• Task requirements
Would you return every line of the listing below that has "septets" in it?
(Input material)
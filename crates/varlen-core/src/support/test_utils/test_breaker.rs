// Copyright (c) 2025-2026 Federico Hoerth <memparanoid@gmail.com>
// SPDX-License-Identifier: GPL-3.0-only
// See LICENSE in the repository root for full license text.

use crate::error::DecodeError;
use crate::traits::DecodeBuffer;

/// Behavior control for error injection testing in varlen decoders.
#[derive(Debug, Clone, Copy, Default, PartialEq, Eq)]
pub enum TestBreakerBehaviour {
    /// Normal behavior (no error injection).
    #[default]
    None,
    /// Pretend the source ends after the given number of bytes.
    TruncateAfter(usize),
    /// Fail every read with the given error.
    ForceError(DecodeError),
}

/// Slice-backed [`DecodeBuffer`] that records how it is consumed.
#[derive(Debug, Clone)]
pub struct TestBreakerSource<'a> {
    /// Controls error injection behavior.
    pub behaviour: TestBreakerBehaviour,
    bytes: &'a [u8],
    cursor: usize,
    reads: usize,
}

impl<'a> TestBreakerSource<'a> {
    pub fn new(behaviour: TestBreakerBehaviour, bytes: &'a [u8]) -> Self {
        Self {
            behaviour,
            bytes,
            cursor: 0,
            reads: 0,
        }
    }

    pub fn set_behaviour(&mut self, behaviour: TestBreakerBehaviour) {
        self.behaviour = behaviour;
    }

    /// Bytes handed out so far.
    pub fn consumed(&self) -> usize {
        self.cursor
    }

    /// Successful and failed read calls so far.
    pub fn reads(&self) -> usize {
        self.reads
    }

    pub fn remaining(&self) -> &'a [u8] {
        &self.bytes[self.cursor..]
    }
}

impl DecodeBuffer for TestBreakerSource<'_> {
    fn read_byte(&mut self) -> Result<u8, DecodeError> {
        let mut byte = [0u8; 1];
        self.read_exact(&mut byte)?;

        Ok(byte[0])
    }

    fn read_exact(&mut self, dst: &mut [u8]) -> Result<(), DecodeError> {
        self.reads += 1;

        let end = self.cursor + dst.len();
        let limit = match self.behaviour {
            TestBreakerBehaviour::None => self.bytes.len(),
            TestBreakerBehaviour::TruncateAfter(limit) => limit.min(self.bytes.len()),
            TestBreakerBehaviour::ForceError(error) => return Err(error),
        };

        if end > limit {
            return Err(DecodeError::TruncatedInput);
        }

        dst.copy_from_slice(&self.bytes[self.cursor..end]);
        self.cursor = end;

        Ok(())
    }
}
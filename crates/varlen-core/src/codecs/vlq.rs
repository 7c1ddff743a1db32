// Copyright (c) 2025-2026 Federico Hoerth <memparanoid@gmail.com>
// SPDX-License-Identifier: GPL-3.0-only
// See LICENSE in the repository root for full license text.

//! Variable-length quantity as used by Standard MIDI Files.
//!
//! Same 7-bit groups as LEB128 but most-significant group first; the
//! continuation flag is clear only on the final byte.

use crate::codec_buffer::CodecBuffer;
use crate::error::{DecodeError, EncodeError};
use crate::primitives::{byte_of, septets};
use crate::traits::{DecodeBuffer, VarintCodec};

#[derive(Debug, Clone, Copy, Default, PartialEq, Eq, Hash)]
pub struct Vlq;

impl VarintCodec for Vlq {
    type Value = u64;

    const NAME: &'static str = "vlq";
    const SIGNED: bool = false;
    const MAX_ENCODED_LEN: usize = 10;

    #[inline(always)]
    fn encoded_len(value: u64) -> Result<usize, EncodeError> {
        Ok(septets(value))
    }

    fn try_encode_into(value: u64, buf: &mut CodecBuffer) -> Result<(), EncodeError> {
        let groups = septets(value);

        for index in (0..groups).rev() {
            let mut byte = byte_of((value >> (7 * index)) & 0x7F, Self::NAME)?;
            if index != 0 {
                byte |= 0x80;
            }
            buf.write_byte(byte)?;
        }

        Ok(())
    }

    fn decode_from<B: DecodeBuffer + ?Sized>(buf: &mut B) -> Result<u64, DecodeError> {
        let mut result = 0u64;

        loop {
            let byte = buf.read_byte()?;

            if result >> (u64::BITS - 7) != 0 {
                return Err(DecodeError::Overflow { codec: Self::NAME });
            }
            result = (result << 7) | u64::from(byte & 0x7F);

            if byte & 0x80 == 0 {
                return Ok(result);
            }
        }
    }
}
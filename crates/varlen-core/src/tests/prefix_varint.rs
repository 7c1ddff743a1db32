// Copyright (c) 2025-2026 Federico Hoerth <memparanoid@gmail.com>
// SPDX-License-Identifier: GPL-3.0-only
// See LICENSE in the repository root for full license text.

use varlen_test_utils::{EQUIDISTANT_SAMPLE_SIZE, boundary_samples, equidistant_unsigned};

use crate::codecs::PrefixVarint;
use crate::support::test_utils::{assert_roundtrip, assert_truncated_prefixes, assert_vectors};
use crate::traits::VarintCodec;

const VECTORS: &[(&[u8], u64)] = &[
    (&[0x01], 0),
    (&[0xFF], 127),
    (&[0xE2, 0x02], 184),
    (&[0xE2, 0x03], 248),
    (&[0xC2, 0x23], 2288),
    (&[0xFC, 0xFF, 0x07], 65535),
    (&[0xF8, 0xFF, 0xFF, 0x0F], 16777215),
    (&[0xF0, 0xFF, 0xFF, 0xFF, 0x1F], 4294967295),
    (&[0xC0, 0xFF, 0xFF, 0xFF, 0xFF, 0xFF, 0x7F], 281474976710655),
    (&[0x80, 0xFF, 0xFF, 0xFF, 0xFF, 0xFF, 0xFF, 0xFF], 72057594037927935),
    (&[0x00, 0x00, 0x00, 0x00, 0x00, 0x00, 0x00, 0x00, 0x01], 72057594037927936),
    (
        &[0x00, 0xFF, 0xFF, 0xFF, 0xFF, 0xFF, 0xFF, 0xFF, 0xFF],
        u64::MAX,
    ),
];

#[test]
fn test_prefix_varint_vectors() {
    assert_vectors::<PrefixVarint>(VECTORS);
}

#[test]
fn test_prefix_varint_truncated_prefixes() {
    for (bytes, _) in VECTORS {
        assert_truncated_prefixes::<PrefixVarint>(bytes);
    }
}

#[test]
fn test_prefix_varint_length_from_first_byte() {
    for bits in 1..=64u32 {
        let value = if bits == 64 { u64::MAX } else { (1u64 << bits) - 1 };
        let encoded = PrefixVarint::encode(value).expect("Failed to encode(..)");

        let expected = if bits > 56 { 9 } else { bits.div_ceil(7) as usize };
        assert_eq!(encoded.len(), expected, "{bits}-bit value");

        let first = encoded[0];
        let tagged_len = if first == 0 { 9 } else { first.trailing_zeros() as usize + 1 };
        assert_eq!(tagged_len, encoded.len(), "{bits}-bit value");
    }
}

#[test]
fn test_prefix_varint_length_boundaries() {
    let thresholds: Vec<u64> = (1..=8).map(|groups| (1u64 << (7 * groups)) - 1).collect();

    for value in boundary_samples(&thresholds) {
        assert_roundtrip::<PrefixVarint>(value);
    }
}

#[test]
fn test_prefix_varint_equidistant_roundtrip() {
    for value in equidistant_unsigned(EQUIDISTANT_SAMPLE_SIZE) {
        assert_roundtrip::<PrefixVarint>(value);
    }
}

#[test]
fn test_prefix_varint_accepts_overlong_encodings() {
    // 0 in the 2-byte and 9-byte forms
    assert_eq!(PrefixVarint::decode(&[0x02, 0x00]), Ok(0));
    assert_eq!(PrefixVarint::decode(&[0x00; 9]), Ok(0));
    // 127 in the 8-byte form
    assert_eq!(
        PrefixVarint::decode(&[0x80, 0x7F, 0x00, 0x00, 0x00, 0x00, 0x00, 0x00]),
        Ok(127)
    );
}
(End Input material)
• Solution
use crate::primitives::{byte_of, septets};
        Ok(septets(value))
        let groups = septets(value);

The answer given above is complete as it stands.